Thanks for all your replies. I probably is just a DP/Anxiety kind of thing it's just quite demoralizing when you minds telling you that simple words such as yes and no don't have meaning even though you use them fluently everyday! I'm not unconvinced that there isn't a bit of OCD thrown into the mix as well! Think my mum's is just overloaded at the moment.

Thanks

Ed


----------



## Lostsoul26 (Nov 9, 2016)

Im a newbie here too.welcome n I can relate 100 percent to that when my dp n depression are at there worst and I would be having convos with my bf I would think to myself its like he is talking to nobody like he is talking to a statue im not even here.smh very tripped out i hate it


----------



## ewalford (Nov 6, 2016)

Thanks Lostsoul26,

Yeah it does feel unreal in terms of having a conversation. I lose track of the topic all the time. Did think that it was something like early-onset Semantic Dementia/PPA sonethinf like that but I guess at 35 I'm too young!

Cheers

Ed


----------



## Lellaboo (Nov 7, 2016)

Hi Ed,
I'm having an awfully hard time myself trying to comprehend speech. I'm getting everyone to repeat things to me atm as it's just getting fogged in my head. Reading isn't affected, unless I've not been sleeping good, then I just can't concentrate at all. I'm having to watch everything on TV with subtitles to even catch a word!
I also deal with a lot of obsessive, intrusive thoughts and am currently tackling them, doing quite well already after only joining this site a few days ago. 
Do hope you find this site supportive 

I hadn't even heard of DP until around a month ago, believe me, I was endlessly searching and thought I was suffering from all kinds of diseases! 

Good luck on your fight.


----------



## eddy1886 (Oct 11, 2012)

Lellaboo said:


> Hi Ed,
> I'm having an awfully hard time myself trying to comprehend speech. I'm getting everyone to repeat things to me atm as it's just getting fogged in my head. Reading isn't affected, unless I've not been sleeping good, then I just can't concentrate at all. I'm having to watch everything on TV with subtitles to even catch a word!
> I also deal with a lot of obsessive, intrusive thoughts and am currently tackling them, doing quite well already after only joining this site a few days ago.
> Do hope you find this site supportive
> ...


I had this condition for 15 years before I discovered what it really was....The relief was unbelieveable when I found out what I had...In fact finding out what it truly was in a way took the power from the symptoms...A big part of this condiditon is constantly thinking its something worse...
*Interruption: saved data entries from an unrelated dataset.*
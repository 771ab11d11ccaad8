//! Priority job queue
//!
//! A map from priority class to FIFO sub-queue. Dequeue always serves the
//! highest-priority non-empty class; within a class, earliest submission
//! wins. Deferred jobs are re-inserted at the front of their class so a
//! deferral never loses a job its turn.

use crate::resources::types::JobPriority;
use std::collections::{BTreeMap, VecDeque};
use std::sync::atomic::{AtomicBool, Ordering};
use std::sync::Mutex;
use tokio::sync::Notify;
use tokio_util::sync::CancellationToken;
use uuid::Uuid;

pub struct JobQueue {
    queues: Mutex<BTreeMap<JobPriority, VecDeque<Uuid>>>,
    notify: Notify,
    closed: AtomicBool,
}

impl JobQueue {
    pub fn new() -> Self {
        Self {
            queues: Mutex::new(BTreeMap::new()),
            notify: Notify::new(),
            closed: AtomicBool::new(false),
        }
    }

    /// Enqueue at the back of the job's priority class.
    pub fn push(&self, job_id: Uuid, priority: JobPriority) {
        let mut queues = self.queues.lock().unwrap_or_else(|e| e.into_inner());
        queues.entry(priority).or_default().push_back(job_id);
        drop(queues);
        self.notify.notify_one();
    }

    /// Re-insert a deferred job at the front of its priority class.
    pub fn push_front(&self, job_id: Uuid, priority: JobPriority) {
        let mut queues = self.queues.lock().unwrap_or_else(|e| e.into_inner());
        queues.entry(priority).or_default().push_front(job_id);
        drop(queues);
        self.notify.notify_one();
    }

    /// Non-blocking dequeue from the highest-priority non-empty class.
    pub fn try_pop(&self) -> Option<Uuid> {
        let mut queues = self.queues.lock().unwrap_or_else(|e| e.into_inner());
        for queue in queues.values_mut() {
            if let Some(job_id) = queue.pop_front() {
                return Some(job_id);
            }
        }
        None
    }

    /// Blocking dequeue. Resolves to `None` once the queue is closed and
    /// drained, or when `cancel` fires.
    pub async fn pop(&self, cancel: &CancellationToken) -> Option<Uuid> {
        loop {
            if let Some(job_id) = self.try_pop() {
                return Some(job_id);
            }
            if self.closed.load(Ordering::Acquire) || cancel.is_cancelled() {
                return None;
            }
            tokio::select! {
                _ = self.notify.notified() => {}
                _ = cancel.cancelled() => return None,
            }
        }
    }

    pub fn len(&self) -> usize {
        let queues = self.queues.lock().unwrap_or_else(|e| e.into_inner());
        queues.values().map(|q| q.len()).sum()
    }

    pub fn is_empty(&self) -> bool {
        self.len() == 0
    }

    /// Stop accepting blocking waiters; queued jobs can still be drained.
    pub fn close(&self) {
        self.closed.store(true, Ordering::Release);
        self.notify.notify_waiters();
    }
}

impl Default for JobQueue {
    fn default() -> Self {
        Self::new()
    }
}

#[cfg(test)]
mod tests {
    use super::*;

    #[test]
    fn serves_highest_priority_first() {
        let queue = JobQueue::new();
        let low = Uuid::new_v4();
        let critical = Uuid::new_v4();
        let normal = Uuid::new_v4();

        queue.push(low, JobPriority::Low);
        queue.push(normal, JobPriority::Normal);
        queue.push(critical, JobPriority::Critical);

        assert_eq!(queue.try_pop(), Some(critical));
        assert_eq!(queue.try_pop(), Some(normal));
        assert_eq!(queue.try_pop(), Some(low));
        assert_eq!(queue.try_pop(), None);
    }

    #[test]
    fn fifo_within_a_priority_class() {
        let queue = JobQueue::new();
        let first = Uuid::new_v4();
        let second = Uuid::new_v4();

        queue.push(first, JobPriority::Normal);
        queue.push(second, JobPriority::Normal);

        assert_eq!(queue.try_pop(), Some(first));
        assert_eq!(queue.try_pop(), Some(second));
    }

    #[test]
    fn deferred_jobs_keep_their_turn() {
        let queue = JobQueue::new();
        let first = Uuid::new_v4();
        let second = Uuid::new_v4();

        queue.push(first, JobPriority::Normal);
        queue.push(second, JobPriority::Normal);

        let popped = queue.try_pop().unwrap();
        queue.push_front(popped, JobPriority::Normal);
        assert_eq!(queue.try_pop(), Some(first));
    }

    #[tokio::test]
    async fn blocking_pop_wakes_on_push() {
        let queue = std::sync::Arc::new(JobQueue::new());
        let cancel = CancellationToken::new();

        let waiter = {
            let queue = queue.clone();
            let cancel = cancel.clone();
            tokio::spawn(async move { queue.pop(&cancel).await })
        };

        tokio::time::sleep(std::time::Duration::from_millis(20)).await;
        let job_id = Uuid::new_v4();
        queue.push(job_id, JobPriority::High);

        assert_eq!(waiter.await.unwrap(), Some(job_id));
    }

    #[tokio::test]
    async fn blocking_pop_observes_cancellation() {
        let queue = JobQueue::new();
        let cancel = CancellationToken::new();
        cancel.cancel();
        assert_eq!(queue.pop(&cancel).await, None);
    }
}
DP is a strange condition in the sense that it constantly wants to convince you its something else...You end up not knowing who or what to believe it actually is...
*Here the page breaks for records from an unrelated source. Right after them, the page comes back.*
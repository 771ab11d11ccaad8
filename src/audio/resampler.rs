//! Sample-rate conversion and amplitude preflight
//!
//! Linear resampling to the 16kHz rate the external recognizer and
//! diarizer expect, plus peak normalization for over-range signals.

use crate::audio::types::AudioError;
use tracing::debug;

/// Target rate for the external recognizer and diarizer contracts.
pub const ENGINE_SAMPLE_RATE: u32 = 16_000;

/// Resample a mono signal with linear interpolation.
pub fn resample(samples: &[f32], source_rate: u32, target_rate: u32) -> Result<Vec<f32>, AudioError> {
    if source_rate == 0 {
        return Err(AudioError::InvalidSampleRate(source_rate));
    }
    if target_rate == 0 {
        return Err(AudioError::InvalidSampleRate(target_rate));
    }
    if source_rate == target_rate || samples.is_empty() {
        return Ok(samples.to_vec());
    }

    let ratio = source_rate as f64 / target_rate as f64;
    let output_len = ((samples.len() as f64) / ratio).floor() as usize;
    let mut output = Vec::with_capacity(output_len);

    for i in 0..output_len {
        let position = i as f64 * ratio;
        let index = position.floor() as usize;
        let frac = (position - index as f64) as f32;

        let current = samples[index.min(samples.len() - 1)];
        let next = samples[(index + 1).min(samples.len() - 1)];
        output.push(current + (next - current) * frac);
    }

    debug!(
        "Resampled {} -> {} samples ({} Hz -> {} Hz)",
        samples.len(),
        output.len(),
        source_rate,
        target_rate
    );

    Ok(output)
}

/// Average interleaved frames down to a single mono channel.
pub fn mix_to_mono(samples: &[f32], channels: u16) -> Vec<f32> {
    if channels <= 1 {
        return samples.to_vec();
    }

    let channels = channels as usize;
    samples
        .chunks(channels)
        .map(|frame| frame.iter().sum::<f32>() / frame.len() as f32)
        .collect()
}

/// Scale the signal down when its peak exceeds full scale.
///
/// Signals already within [-1, 1] are left untouched.
pub fn normalize_peak(samples: &mut [f32]) {
    let peak = samples.iter().fold(0.0f32, |acc, s| acc.max(s.abs()));
    if peak > 1.0 {
        for sample in samples.iter_mut() {
            *sample /= peak;
        }
    }
}

#[cfg(test)]
mod tests {
    use super::*;

    #[test]
    fn identity_when_rates_match() {
        let samples = vec![0.1, 0.2, 0.3];
        let out = resample(&samples, 16_000, 16_000).unwrap();
        assert_eq!(out, samples);
    }

    #[test]
    fn downsampling_halves_length() {
        let samples: Vec<f32> = (0..32_000).map(|i| (i as f32 * 0.001).sin()).collect();
        let out = resample(&samples, 32_000, 16_000).unwrap();
        assert_eq!(out.len(), 16_000);
    }

    #[test]
    fn rejects_zero_rate() {
        assert!(resample(&[0.0], 0, 16_000).is_err());
        assert!(resample(&[0.0], 16_000, 0).is_err());
    }

    #[test]
    fn normalizes_only_over_range_signals() {
        let mut loud = vec![2.0, -4.0, 1.0];
        normalize_peak(&mut loud);
        assert!((loud[1] + 1.0).abs() < 1e-6);

        let mut quiet = vec![0.5, -0.25];
        normalize_peak(&mut quiet);
        assert_eq!(quiet, vec![0.5, -0.25]);
    }

    #[test]
    fn mixes_stereo_to_mono() {
        let stereo = vec![1.0, 0.0, 0.0, 1.0];
        let mono = mix_to_mono(&stereo, 2);
        assert_eq!(mono, vec![0.5, 0.5]);
    }
}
Discovering this website was a turning point in my life as regards any kind of recovery.....Long may the site continue!!!


----------



## ewalford (Nov 6, 2016)

Thanks Lellaboo,

It does suck when you can't seem to comprehend what you heard it read. I had it a couple of years ago too although it wasn't as bad as it is now which makes me more convinced that it's anxiety related and the fact that depression can get worse at each relapse!


----------



## Lellaboo (Nov 7, 2016)

eddy1886 said:


> I had this condition for 15 years before I discovered what it really was....The relief was unbelieveable when I found out what I had...In fact finding out what it truly was in a way took the power from the symptoms...A big part of this condiditon is constantly thinking its something worse...
> 
> DP is a strange condition in the sense that it constantly wants to convince you its something else...You end up not knowing who or what to believe it actually is...
> 
> Discovering this website was a turning point in my life as regards any kind of recovery.....Long may the site continue!!!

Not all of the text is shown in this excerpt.